Parties are free to enter into consecutive fixed term employment contracts, each ending automatically, provided that, in general, the breaks between the employment contracts (the links) are shorter than six months, total length of the consecutive employment contracts (the links) does not exceed two years and the number of consecutive employment contracts is less than four. If the total length is longer than two years and/or if the number of consecutive links exceeds three, the fourth employment contract will be of indefinite duration.

Dismissal

The dismissal method will depend upon the reason for dismissal, in case of personal reasons the employer should request the court to dissolve the employment agreement and in case of business economic reasons or long-term illness the employer should first obtain the permission of the Employment Agency (UWV-Werkbedrijf) before serving notice of termination. Besides these two options, parties can also terminate the employment agreement at any time by mutual consent.

Part time contracts

Part time employment contracts are possible and can be for an indefinite or fixed term. The Working Hours (Adjustment) Act provides that the employee can request to adjust his/her working hours.

Trial periods

The parties to an employment contract, whether for a definite or an indefinite period, can agree upon a trial period. The length of the trial period depends on the length of the employment contract:

  • in agreements not exceeding six months: no trial period is possible

  • in agreements for a period longer than six months but not exceeding two years: no longer than one month

  • in agreements for a period of two years or more: no longer than two months, and 

  • in fixed term agreements not coinciding with calendar dates (eg for the duration of a project or to replace a sick employee): no longer than one month.

Other provisions

The employer may include several other provisions, for instance a clause regarding confidentiality, non-competition, non-solicitation or non-dealing.

Please note, non-compete clauses are only valid if agreed upon in writing and the employee must be aged 18 or over when they enter into the clause. Furthermore, it is in principle only possible to agree to a non compete clause if it is included in an indefinite employment contract. Non-compete clauses in fixed-term employment contracts should only be agreed if a statement of reasons included with the clause demonstrates that the clause has been included to protect substantial business interests, which must be set out in the clause. If either of these requirements has not been complied with, the clause is null and void. Furthermore, a non compete clause may be limited or held to be null and void by a court on the grounds that considering (amongst other things) the employer’s interests which are to be protected by the clause, the employee is unreasonably restricted in his/her ability to accept another job which is considered suitable taking into account his/her abilities, experience, etc.
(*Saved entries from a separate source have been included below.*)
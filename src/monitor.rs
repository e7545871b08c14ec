use crate::data::{bytes_to_mb, DeviceSnapshot, MemoryReading, ProcessUsage};
use nvml_wrapper::enum_wrappers::device::TemperatureSensor;
use nvml_wrapper::enums::device::UsedGpuMemory;
use nvml_wrapper::error::{nvml_sym, nvml_try, NvmlError};
use nvml_wrapper::{Device, Nvml};
use nvml_wrapper_sys::bindings::NvmlLib;
use std::os::raw::c_uint;
use thiserror::Error;

#[derive(Error, Debug)]
pub enum MonitorError {
    #[error("NVML initialization failed: {0}")]
    NvmlInit(#[source] NvmlError),
    #[error("Device not found at index {0}: {1}")]
    DeviceNotFound(u32, #[source] NvmlError),
    #[error("NVML query failed: {0}")]
    Query(#[from] NvmlError),
    #[error("Sample cycle panicked: {0}")]
    CyclePanicked(String),
    #[error("Sampler thread exited before the session was ready")]
    InitAborted,
    #[error("Failed to spawn sampler thread: {0}")]
    Spawn(#[from] std::io::Error),
    #[error("Snapshot receiver has gone away")]
    SinkClosed,
}

#[derive(Clone, Copy, Debug, Default, PartialEq, Eq)]
pub struct Utilization {
    pub compute: u32,
    pub memory_bandwidth: u32,
}

/// A session with the device management subsystem.
///
/// The session is owned by the sampler thread for its whole lifetime and is
/// never shared with the presentation side.
pub trait DeviceSession {
    fn device_count(&self) -> Result<u32, MonitorError>;
    fn device(&self, index: u32) -> Result<Box<dyn DeviceQuery + '_>, MonitorError>;
    /// Releases the session. Never fails; problems are only logged.
    fn shutdown(self)
    where
        Self: Sized;
}

/// Raw per-metric getters for one device. Each call may fail on its own.
pub trait DeviceQuery {
    fn name(&self) -> Result<String, MonitorError>;
    fn utilization(&self) -> Result<Utilization, MonitorError>;
    fn memory(&self) -> Result<MemoryReading, MonitorError>;
    fn temperature(&self) -> Result<u32, MonitorError>;
    fn power_usage_mw(&self) -> Result<u32, MonitorError>;
    fn power_limit_mw(&self) -> Result<u32, MonitorError>;
    fn fan_count(&self) -> Result<u32, MonitorError>;
    fn fan_speed(&self, fan: u32) -> Result<u32, MonitorError>;
    /// Single-value fan query for drivers without per-fan support.
    fn legacy_fan_speed(&self) -> Result<u32, MonitorError>;
    fn processes(&self) -> Result<Vec<ProcessUsage>, MonitorError>;
}

fn or_default<T: Default>(index: u32, metric: &str, result: Result<T, MonitorError>) -> T {
    result.unwrap_or_else(|e| {
        log::debug!("GPU {index}: {metric} unavailable: {e}");
        T::default()
    })
}

/// Reads every metric of one device independently. A failing metric leaves
/// its field at the zero/empty default and does not affect the others.
///
/// Memory here is the standard reading; reconciliation happens afterwards.
pub fn read_device(index: u32, device: &dyn DeviceQuery) -> DeviceSnapshot {
    let utilization = or_default(index, "utilization", device.utilization());
    let memory = or_default(index, "memory", device.memory()).clamped();
    let power_usage_mw = or_default(index, "power usage", device.power_usage_mw());
    let power_limit_mw = or_default(index, "power limit", device.power_limit_mw());

    DeviceSnapshot {
        index,
        name: or_default(index, "name", device.name()),
        utilization_compute: utilization.compute,
        utilization_memory_bandwidth: utilization.memory_bandwidth,
        memory_used_mb: memory.used_mb,
        memory_total_mb: memory.total_mb,
        temperature_c: or_default(index, "temperature", device.temperature()),
        power_usage_w: power_usage_mw as f64 / 1000.0,
        power_limit_w: power_limit_mw as f64 / 1000.0,
        fan_speeds: read_fan_speeds(index, device),
        processes: or_default(index, "processes", device.processes()),
    }
}

/// Per-fan speeds first, then the legacy single reading, then nothing.
pub fn read_fan_speeds(index: u32, device: &dyn DeviceQuery) -> Vec<u32> {
    match multi_fan_speeds(device) {
        Ok(speeds) => speeds,
        Err(e) => {
            log::debug!("GPU {index}: per-fan query failed ({e}), trying legacy fan query");
            match legacy_fan_speeds(device) {
                Ok(speeds) => speeds,
                Err(e) => {
                    log::debug!("GPU {index}: no fan data: {e}");
                    Vec::new()
                }
            }
        }
    }
}

fn multi_fan_speeds(device: &dyn DeviceQuery) -> Result<Vec<u32>, MonitorError> {
    let count = device.fan_count()?;
    (0..count).map(|fan| device.fan_speed(fan)).collect()
}

fn legacy_fan_speeds(device: &dyn DeviceQuery) -> Result<Vec<u32>, MonitorError> {
    Ok(vec![device.legacy_fan_speed()?])
}

/// Merges several process listings, keeping the first entry seen per pid.
/// Fails only when every listing failed.
pub fn merge_process_lists<E>(
    listings: impl IntoIterator<Item = Result<Vec<ProcessUsage>, E>>,
) -> Result<Vec<ProcessUsage>, E> {
    let mut merged: Vec<ProcessUsage> = Vec::new();
    let mut last_err = None;
    let mut any_ok = false;

    for listing in listings {
        match listing {
            Ok(procs) => {
                any_ok = true;
                for proc in procs {
                    if !merged.iter().any(|p| p.pid == proc.pid) {
                        merged.push(proc);
                    }
                }
            }
            Err(e) => last_err = Some(e),
        }
    }

    match last_err {
        Some(e) if !any_ok => Err(e),
        _ => Ok(merged),
    }
}

#[cfg(target_os = "windows")]
const NVML_LIB: &str = "nvml.dll";
#[cfg(not(target_os = "windows"))]
const NVML_LIB: &str = "libnvidia-ml.so.1";

pub struct NvmlSession {
    nvml: Nvml,
    // Second handle on the already loaded library, for entry points the
    // wrapper does not expose.
    raw: Option<NvmlLib>,
}

impl NvmlSession {
    pub fn initialize() -> Result<Self, MonitorError> {
        let nvml = Nvml::init().map_err(MonitorError::NvmlInit)?;
        let driver = nvml
            .sys_driver_version()
            .unwrap_or_else(|_| "N/A".to_string());
        log::info!("NVML session started, driver {driver}");
        Ok(Self {
            nvml,
            raw: load_raw_library(NVML_LIB),
        })
    }
}

fn load_raw_library(path: &str) -> Option<NvmlLib> {
    // SAFETY: the library is NVML itself, already loaded and initialized by
    // `Nvml::init`; loading only resolves symbols.
    match unsafe { NvmlLib::new(path) } {
        Ok(lib) => Some(lib),
        Err(e) => {
            log::debug!("Legacy NVML entry points unavailable: {e}");
            None
        }
    }
}

impl DeviceSession for NvmlSession {
    fn device_count(&self) -> Result<u32, MonitorError> {
        Ok(self.nvml.device_count()?)
    }

    fn device(&self, index: u32) -> Result<Box<dyn DeviceQuery + '_>, MonitorError> {
        let device = self
            .nvml
            .device_by_index(index)
            .map_err(|e| MonitorError::DeviceNotFound(index, e))?;
        Ok(Box::new(NvmlDevice {
            device,
            raw: self.raw.as_ref(),
        }))
    }

    fn shutdown(self) {
        match self.nvml.shutdown() {
            Ok(()) => log::info!("NVML session shut down"),
            Err(e) => log::warn!("NVML shutdown reported an error: {e}"),
        }
    }
}

struct NvmlDevice<'nvml> {
    device: Device<'nvml>,
    raw: Option<&'nvml NvmlLib>,
}

fn process_usage(proc: nvml_wrapper::struct_wrappers::device::ProcessInfo) -> ProcessUsage {
    let memory_used_mb = match proc.used_gpu_memory {
        UsedGpuMemory::Used(bytes) => bytes_to_mb(bytes),
        UsedGpuMemory::Unavailable => 0,
    };
    ProcessUsage {
        pid: proc.pid,
        memory_used_mb,
    }
}

impl DeviceQuery for NvmlDevice<'_> {
    fn name(&self) -> Result<String, MonitorError> {
        Ok(self.device.name()?)
    }

    fn utilization(&self) -> Result<Utilization, MonitorError> {
        let util = self.device.utilization_rates()?;
        Ok(Utilization {
            compute: util.gpu,
            memory_bandwidth: util.memory,
        })
    }

    fn memory(&self) -> Result<MemoryReading, MonitorError> {
        let mem = self.device.memory_info()?;
        Ok(MemoryReading::from_bytes(mem.used, mem.total))
    }

    fn temperature(&self) -> Result<u32, MonitorError> {
        Ok(self.device.temperature(TemperatureSensor::Gpu)?)
    }

    fn power_usage_mw(&self) -> Result<u32, MonitorError> {
        Ok(self.device.power_usage()?)
    }

    // Upper bound of the configurable limit, falling back to the enforced one.
    fn power_limit_mw(&self) -> Result<u32, MonitorError> {
        let limit = self
            .device
            .power_management_limit_constraints()
            .map(|c| c.max_limit)
            .or_else(|_| self.device.power_management_limit())?;
        Ok(limit)
    }

    fn fan_count(&self) -> Result<u32, MonitorError> {
        Ok(self.device.num_fans()?)
    }

    fn fan_speed(&self, fan: u32) -> Result<u32, MonitorError> {
        Ok(self.device.fan_speed(fan)?)
    }

    // nvmlDeviceGetFanSpeed, the pre-multi-fan call.
    fn legacy_fan_speed(&self) -> Result<u32, MonitorError> {
        let lib = self.raw.ok_or(NvmlError::FunctionNotFound)?;
        let sym = nvml_sym(lib.nvmlDeviceGetFanSpeed.as_ref())?;
        let mut speed: c_uint = 0;
        // SAFETY: the handle belongs to the live session and `speed` outlives
        // the call.
        unsafe { nvml_try(sym(self.device.handle(), &mut speed))? };
        Ok(speed)
    }

    fn processes(&self) -> Result<Vec<ProcessUsage>, MonitorError> {
        let listings = [
            self.device.running_compute_processes(),
            self.device.running_graphics_processes(),
        ]
        .into_iter()
        .map(|listing| {
            listing.map(|procs| procs.into_iter().map(process_usage).collect::<Vec<_>>())
        });
        Ok(merge_process_lists(listings)?)
    }
}

#[cfg(test)]
pub(crate) mod fake {
    use super::*;
    use std::sync::{Arc, Mutex};

    fn unsupported<T>() -> Result<T, MonitorError> {
        Err(MonitorError::Query(NvmlError::NotSupported))
    }

    /// A scripted device. `None` makes the corresponding query fail.
    #[derive(Clone, Debug, Default)]
    pub struct FakeDevice {
        pub name: Option<String>,
        pub utilization: Option<Utilization>,
        pub memory: Option<MemoryReading>,
        pub temperature: Option<u32>,
        pub power_usage_mw: Option<u32>,
        pub power_limit_mw: Option<u32>,
        pub fan_count: Option<u32>,
        pub fan_speeds: Option<Vec<u32>>,
        pub legacy_fan: Option<u32>,
        pub processes: Option<Vec<ProcessUsage>>,
    }

    impl FakeDevice {
        pub fn healthy(name: &str) -> Self {
            Self {
                name: Some(name.to_string()),
                utilization: Some(Utilization {
                    compute: 42,
                    memory_bandwidth: 17,
                }),
                memory: Some(MemoryReading {
                    used_mb: 2048,
                    total_mb: 8192,
                }),
                temperature: Some(55),
                power_usage_mw: Some(120_500),
                power_limit_mw: Some(250_000),
                fan_count: Some(2),
                fan_speeds: Some(vec![40, 42]),
                legacy_fan: Some(41),
                processes: Some(vec![ProcessUsage {
                    pid: 1234,
                    memory_used_mb: 512,
                }]),
            }
        }
    }

    impl DeviceQuery for FakeDevice {
        fn name(&self) -> Result<String, MonitorError> {
            self.name.clone().map_or_else(unsupported, Ok)
        }
        fn utilization(&self) -> Result<Utilization, MonitorError> {
            self.utilization.map_or_else(unsupported, Ok)
        }
        fn memory(&self) -> Result<MemoryReading, MonitorError> {
            self.memory.map_or_else(unsupported, Ok)
        }
        fn temperature(&self) -> Result<u32, MonitorError> {
            self.temperature.map_or_else(unsupported, Ok)
        }
        fn power_usage_mw(&self) -> Result<u32, MonitorError> {
            self.power_usage_mw.map_or_else(unsupported, Ok)
        }
        fn power_limit_mw(&self) -> Result<u32, MonitorError> {
            self.power_limit_mw.map_or_else(unsupported, Ok)
        }
        fn fan_count(&self) -> Result<u32, MonitorError> {
            self.fan_count.map_or_else(unsupported, Ok)
        }
        fn fan_speed(&self, fan: u32) -> Result<u32, MonitorError> {
            self.fan_speeds
                .as_ref()
                .and_then(|speeds| speeds.get(fan as usize).copied())
                .map_or_else(unsupported, Ok)
        }
        fn legacy_fan_speed(&self) -> Result<u32, MonitorError> {
            self.legacy_fan.map_or_else(unsupported, Ok)
        }
        fn processes(&self) -> Result<Vec<ProcessUsage>, MonitorError> {
            self.processes.clone().map_or_else(unsupported, Ok)
        }
    }

    #[derive(Debug, Default)]
    pub struct FakeState {
        pub devices: Vec<FakeDevice>,
        pub fail_count: bool,
        pub panic_on_count: bool,
        /// Indices whose handle lookup fails as if the GPU fell off the bus.
        pub lost: Vec<u32>,
        pub count_calls: usize,
        pub shutdowns: usize,
    }

    /// Session whose state is shared with the test so it can be changed
    /// while the sampler thread runs.
    #[derive(Clone, Default)]
    pub struct FakeSession {
        pub state: Arc<Mutex<FakeState>>,
    }

    impl FakeSession {
        pub fn with_devices(devices: Vec<FakeDevice>) -> Self {
            let session = Self::default();
            session.state.lock().unwrap().devices = devices;
            session
        }

        pub fn shutdowns(&self) -> usize {
            self.state.lock().unwrap().shutdowns
        }

        pub fn count_calls(&self) -> usize {
            self.state.lock().unwrap().count_calls
        }
    }

    impl DeviceSession for FakeSession {
        fn device_count(&self) -> Result<u32, MonitorError> {
            let (fail, panic, count) = {
                let mut state = self.state.lock().unwrap();
                state.count_calls += 1;
                (state.fail_count, state.panic_on_count, state.devices.len())
            };
            if panic {
                panic!("driver exploded");
            }
            if fail {
                return Err(MonitorError::Query(NvmlError::Unknown));
            }
            Ok(count as u32)
        }

        fn device(&self, index: u32) -> Result<Box<dyn DeviceQuery + '_>, MonitorError> {
            let state = self.state.lock().unwrap();
            if state.lost.contains(&index) {
                return Err(MonitorError::DeviceNotFound(index, NvmlError::GpuLost));
            }
            state
                .devices
                .get(index as usize)
                .cloned()
                .map(|d| Box::new(d) as Box<dyn DeviceQuery>)
                .ok_or(MonitorError::DeviceNotFound(index, NvmlError::InvalidArg))
        }

        fn shutdown(self) {
            self.state.lock().unwrap().shutdowns += 1;
        }
    }
}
These clauses must be drafted carefully in order to be enforceable. Restrictions apply to restrictive covenants in fixed term contracts. These clauses might include a penalty clause.

Garden leave

Employers cannot require employees to take “garden leave” as such. To suspend an employee there must be an urgent cause and in most cases, the fact that the employee will be leaving the employer, will not be sufficient. Even if an employer has good reason to suspend an employee, and it was the employee who provided such cause, wages must generally be paid during a period of suspension.

General contractual terms

It is common and advisable to include in the employment contract, irrespective of the duration, at least terms in respect of the governing law, holiday accrual, payment of salary during sickness, working hours, non compete, applicability of a CLA and/or employee handbook and duration of the agreement.

This document (and any information accessed through links in this document) is provided for information purposes only and does not constitute legal advice. Professional legal advice should be obtained before taking or refraining from any action as a result of the contents of this document.